[DATA PROVIDED — start]

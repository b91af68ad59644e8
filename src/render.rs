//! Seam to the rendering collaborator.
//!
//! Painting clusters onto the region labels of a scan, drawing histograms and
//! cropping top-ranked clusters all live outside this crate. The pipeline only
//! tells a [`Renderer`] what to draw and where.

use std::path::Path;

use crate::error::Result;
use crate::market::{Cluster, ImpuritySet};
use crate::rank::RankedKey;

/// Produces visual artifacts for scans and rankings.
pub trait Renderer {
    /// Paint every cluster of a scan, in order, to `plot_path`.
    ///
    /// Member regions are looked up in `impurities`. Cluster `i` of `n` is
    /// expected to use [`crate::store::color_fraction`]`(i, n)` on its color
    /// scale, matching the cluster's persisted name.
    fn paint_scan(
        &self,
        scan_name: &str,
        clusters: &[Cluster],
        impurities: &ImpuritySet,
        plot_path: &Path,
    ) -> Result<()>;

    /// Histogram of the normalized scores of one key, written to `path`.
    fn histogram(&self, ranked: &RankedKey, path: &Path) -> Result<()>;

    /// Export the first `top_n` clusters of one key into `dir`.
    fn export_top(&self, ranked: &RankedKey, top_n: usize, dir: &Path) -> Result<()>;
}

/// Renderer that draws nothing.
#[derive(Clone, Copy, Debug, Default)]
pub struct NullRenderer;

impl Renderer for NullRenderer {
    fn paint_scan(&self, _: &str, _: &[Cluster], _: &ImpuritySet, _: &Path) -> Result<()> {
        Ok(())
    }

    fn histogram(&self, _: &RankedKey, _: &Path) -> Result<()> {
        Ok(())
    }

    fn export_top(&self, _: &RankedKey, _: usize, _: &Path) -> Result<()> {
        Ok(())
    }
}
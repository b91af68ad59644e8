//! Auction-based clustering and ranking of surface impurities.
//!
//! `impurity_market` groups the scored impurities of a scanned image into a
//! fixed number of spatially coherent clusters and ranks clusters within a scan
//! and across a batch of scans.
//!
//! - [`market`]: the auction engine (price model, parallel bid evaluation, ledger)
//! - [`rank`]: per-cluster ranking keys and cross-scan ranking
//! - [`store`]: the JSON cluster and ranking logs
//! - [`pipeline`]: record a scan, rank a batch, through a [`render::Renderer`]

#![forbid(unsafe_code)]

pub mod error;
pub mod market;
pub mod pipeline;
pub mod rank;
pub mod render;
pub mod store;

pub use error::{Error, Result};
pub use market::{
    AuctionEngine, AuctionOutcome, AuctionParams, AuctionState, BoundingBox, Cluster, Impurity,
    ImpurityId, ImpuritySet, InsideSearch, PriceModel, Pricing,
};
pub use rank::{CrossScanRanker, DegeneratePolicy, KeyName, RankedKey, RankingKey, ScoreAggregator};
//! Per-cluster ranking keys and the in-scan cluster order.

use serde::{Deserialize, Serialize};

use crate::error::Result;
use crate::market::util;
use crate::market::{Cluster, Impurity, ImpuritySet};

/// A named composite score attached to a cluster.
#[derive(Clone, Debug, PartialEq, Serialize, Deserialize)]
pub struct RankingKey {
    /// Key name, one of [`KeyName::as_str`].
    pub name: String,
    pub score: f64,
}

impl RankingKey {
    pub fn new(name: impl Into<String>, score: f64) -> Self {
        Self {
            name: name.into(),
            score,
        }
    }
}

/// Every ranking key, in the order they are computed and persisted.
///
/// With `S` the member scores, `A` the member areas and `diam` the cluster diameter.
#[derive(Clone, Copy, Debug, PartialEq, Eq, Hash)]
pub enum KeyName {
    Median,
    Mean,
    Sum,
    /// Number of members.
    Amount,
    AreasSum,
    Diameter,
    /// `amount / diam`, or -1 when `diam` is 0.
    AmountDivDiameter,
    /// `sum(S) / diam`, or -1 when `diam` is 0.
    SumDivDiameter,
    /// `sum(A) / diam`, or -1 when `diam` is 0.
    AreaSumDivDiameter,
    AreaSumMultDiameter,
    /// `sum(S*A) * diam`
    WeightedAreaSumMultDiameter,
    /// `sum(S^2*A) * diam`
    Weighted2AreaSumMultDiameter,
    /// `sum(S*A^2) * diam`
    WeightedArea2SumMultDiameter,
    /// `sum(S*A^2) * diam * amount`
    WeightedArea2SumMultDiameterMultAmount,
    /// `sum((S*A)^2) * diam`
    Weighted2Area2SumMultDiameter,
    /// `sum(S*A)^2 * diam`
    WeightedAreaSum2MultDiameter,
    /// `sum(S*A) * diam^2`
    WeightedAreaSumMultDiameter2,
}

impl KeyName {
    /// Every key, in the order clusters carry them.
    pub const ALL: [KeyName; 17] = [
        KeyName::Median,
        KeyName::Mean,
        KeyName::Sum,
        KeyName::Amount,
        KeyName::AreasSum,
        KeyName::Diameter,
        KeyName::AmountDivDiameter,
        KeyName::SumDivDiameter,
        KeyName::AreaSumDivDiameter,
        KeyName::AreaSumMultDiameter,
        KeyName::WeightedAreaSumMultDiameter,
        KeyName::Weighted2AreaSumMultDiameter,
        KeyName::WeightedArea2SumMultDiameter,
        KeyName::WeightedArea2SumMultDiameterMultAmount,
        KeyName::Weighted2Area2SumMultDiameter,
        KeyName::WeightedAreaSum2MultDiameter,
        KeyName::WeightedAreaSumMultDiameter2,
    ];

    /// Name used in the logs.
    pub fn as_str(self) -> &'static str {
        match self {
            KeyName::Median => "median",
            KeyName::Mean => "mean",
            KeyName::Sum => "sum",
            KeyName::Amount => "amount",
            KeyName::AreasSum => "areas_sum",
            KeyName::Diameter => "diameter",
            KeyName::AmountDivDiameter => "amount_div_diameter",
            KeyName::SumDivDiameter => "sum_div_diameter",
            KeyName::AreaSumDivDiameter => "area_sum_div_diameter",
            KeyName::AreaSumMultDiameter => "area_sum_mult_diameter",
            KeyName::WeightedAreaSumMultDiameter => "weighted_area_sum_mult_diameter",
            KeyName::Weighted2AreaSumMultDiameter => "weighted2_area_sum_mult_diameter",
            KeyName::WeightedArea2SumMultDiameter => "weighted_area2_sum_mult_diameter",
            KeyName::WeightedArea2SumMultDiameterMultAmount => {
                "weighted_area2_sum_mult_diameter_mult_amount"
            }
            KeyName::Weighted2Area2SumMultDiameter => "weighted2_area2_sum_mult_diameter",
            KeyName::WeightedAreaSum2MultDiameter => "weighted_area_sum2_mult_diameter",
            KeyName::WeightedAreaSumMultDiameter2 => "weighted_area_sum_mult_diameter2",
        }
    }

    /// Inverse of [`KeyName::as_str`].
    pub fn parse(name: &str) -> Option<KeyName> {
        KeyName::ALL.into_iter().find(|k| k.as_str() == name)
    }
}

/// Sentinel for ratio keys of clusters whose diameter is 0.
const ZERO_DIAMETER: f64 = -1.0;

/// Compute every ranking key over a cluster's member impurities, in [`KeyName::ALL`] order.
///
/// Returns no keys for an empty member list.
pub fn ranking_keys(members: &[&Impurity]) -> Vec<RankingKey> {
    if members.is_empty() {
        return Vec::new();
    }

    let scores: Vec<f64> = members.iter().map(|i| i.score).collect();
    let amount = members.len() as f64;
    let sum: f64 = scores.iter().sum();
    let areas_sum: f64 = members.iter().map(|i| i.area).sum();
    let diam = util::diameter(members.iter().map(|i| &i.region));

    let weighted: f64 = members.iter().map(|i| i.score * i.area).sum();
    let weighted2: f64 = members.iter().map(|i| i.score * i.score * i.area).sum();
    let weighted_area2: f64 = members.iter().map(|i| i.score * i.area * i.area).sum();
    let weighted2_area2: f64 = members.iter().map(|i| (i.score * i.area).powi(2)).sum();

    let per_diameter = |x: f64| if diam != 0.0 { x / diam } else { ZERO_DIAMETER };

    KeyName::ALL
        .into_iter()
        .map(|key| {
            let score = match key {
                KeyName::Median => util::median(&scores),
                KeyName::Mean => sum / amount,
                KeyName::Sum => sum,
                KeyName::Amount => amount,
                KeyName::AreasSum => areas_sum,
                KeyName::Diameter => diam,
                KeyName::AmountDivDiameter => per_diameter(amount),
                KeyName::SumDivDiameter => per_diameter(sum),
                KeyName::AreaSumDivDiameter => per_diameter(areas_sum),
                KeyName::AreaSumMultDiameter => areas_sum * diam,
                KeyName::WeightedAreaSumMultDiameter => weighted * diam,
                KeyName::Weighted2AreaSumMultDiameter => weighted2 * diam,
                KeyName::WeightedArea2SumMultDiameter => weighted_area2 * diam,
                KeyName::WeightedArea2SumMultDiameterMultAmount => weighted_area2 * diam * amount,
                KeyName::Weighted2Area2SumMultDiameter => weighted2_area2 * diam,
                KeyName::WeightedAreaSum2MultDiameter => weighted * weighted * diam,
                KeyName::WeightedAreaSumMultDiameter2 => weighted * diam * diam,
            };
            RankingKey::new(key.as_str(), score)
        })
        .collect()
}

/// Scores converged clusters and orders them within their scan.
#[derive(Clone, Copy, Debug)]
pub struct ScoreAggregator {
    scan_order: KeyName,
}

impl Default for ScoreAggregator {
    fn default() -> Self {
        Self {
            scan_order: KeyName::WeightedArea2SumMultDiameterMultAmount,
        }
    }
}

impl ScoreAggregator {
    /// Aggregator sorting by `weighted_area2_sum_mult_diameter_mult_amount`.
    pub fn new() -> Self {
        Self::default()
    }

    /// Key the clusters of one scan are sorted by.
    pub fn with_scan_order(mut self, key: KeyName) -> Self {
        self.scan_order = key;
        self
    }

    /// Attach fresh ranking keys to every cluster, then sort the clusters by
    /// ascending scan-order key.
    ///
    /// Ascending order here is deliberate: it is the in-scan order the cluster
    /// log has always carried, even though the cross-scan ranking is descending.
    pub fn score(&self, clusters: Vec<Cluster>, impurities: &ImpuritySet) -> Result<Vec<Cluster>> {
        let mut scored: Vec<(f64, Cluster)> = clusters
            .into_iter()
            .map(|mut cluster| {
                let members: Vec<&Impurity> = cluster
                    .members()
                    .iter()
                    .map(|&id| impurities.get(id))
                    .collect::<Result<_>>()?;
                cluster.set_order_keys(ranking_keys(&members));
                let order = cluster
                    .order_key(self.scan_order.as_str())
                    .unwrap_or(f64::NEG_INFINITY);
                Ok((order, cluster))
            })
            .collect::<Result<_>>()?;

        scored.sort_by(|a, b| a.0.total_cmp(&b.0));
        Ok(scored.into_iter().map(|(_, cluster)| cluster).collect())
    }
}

[DATA PROVIDED — finish]
[DATA PROVIDED — start]

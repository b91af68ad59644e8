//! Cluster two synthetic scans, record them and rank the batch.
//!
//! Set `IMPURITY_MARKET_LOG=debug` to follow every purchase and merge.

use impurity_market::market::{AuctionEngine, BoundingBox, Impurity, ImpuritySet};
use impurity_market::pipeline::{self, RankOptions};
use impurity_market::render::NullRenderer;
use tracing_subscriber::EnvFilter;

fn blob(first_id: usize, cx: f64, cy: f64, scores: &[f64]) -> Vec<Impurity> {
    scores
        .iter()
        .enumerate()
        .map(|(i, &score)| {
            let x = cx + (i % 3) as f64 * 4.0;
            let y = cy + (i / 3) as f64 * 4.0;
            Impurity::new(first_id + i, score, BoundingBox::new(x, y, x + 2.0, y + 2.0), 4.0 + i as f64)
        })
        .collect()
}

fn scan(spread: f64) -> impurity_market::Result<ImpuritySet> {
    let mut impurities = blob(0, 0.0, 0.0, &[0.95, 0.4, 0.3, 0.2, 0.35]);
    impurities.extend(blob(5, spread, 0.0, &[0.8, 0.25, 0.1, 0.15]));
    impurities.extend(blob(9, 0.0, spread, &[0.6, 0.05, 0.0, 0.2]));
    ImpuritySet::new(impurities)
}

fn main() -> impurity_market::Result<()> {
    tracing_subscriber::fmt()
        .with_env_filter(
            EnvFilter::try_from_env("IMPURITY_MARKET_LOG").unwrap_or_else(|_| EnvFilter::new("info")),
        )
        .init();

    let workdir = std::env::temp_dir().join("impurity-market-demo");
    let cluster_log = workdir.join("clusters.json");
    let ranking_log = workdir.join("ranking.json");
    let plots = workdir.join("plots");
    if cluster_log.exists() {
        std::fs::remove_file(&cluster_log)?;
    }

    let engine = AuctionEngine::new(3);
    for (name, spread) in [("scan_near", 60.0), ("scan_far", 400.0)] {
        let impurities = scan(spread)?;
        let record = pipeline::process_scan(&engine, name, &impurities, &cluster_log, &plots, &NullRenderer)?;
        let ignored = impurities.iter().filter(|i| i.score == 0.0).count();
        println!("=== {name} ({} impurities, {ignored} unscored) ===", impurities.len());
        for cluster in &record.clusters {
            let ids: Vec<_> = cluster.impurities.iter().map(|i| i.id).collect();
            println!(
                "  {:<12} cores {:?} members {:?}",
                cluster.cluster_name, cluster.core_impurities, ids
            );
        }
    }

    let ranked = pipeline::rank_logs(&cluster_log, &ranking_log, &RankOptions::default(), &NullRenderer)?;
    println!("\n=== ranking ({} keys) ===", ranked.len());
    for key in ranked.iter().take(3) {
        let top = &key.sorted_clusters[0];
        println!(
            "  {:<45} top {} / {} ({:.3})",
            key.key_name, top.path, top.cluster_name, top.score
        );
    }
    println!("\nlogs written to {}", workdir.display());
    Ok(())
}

[DATA PROVIDED — finish]
[DATA PROVIDED — start]

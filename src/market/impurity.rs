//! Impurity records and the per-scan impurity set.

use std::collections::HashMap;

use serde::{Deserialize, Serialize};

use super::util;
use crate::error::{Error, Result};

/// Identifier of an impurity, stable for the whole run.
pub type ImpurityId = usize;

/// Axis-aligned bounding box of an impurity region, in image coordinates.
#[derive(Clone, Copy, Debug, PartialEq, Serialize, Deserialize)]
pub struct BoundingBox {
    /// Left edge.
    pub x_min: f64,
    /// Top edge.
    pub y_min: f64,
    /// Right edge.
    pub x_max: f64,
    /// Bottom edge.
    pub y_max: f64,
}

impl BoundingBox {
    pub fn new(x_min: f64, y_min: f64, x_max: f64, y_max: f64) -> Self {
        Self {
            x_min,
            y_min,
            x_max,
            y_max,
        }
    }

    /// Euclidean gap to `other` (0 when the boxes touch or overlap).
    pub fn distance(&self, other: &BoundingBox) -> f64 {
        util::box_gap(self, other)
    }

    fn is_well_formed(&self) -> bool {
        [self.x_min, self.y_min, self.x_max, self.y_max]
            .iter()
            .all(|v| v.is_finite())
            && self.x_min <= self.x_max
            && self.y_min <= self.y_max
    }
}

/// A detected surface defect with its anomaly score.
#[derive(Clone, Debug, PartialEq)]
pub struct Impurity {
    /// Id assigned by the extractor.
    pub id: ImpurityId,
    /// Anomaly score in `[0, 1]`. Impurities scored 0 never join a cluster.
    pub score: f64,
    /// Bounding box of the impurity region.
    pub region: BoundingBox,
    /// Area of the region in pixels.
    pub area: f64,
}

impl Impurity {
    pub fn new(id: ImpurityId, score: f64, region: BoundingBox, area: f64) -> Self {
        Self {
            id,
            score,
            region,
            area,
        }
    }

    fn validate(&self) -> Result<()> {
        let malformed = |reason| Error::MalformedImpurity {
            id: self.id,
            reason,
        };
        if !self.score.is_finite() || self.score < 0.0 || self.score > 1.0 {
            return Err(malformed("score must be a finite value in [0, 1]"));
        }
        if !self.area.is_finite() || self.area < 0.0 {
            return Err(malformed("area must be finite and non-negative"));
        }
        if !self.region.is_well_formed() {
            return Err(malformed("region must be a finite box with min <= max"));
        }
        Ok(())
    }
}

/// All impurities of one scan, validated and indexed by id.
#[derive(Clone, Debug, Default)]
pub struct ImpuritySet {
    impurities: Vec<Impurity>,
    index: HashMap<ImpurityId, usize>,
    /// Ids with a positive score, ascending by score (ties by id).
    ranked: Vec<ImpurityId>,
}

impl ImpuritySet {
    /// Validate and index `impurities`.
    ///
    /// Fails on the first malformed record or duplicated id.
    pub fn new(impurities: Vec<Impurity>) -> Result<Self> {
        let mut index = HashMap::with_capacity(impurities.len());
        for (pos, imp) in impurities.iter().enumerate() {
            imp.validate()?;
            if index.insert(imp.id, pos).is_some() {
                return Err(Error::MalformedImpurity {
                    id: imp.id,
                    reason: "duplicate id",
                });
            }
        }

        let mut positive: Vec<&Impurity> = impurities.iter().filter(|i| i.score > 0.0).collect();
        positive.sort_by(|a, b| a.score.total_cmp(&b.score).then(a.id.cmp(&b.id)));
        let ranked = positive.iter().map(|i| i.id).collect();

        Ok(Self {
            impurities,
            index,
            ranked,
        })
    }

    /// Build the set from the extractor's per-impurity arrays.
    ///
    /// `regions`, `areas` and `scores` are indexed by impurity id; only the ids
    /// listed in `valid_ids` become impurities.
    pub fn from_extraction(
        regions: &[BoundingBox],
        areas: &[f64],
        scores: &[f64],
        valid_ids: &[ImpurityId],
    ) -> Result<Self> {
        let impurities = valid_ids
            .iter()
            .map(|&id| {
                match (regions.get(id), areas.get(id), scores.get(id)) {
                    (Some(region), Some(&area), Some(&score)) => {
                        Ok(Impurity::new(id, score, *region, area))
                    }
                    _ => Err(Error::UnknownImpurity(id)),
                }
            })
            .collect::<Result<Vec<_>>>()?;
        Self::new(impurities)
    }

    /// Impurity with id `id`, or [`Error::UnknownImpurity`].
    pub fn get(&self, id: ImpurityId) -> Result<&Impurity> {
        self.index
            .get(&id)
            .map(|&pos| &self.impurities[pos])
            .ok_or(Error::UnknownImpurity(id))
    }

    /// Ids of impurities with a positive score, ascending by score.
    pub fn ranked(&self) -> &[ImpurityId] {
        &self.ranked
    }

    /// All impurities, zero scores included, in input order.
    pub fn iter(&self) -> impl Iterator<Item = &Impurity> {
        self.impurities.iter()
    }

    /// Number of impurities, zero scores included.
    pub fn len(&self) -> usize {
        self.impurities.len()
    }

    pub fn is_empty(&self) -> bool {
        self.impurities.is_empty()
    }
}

[DATA PROVIDED — finish]

-- WHAT TO PRODUCE --
All lines with the word "persisted" need to be copied from the data above.

-- SOLUTION TO THE PROBLEM --
    /// scale, matching the cluster's persisted name.
/// Every ranking key, in the order they are computed and persisted.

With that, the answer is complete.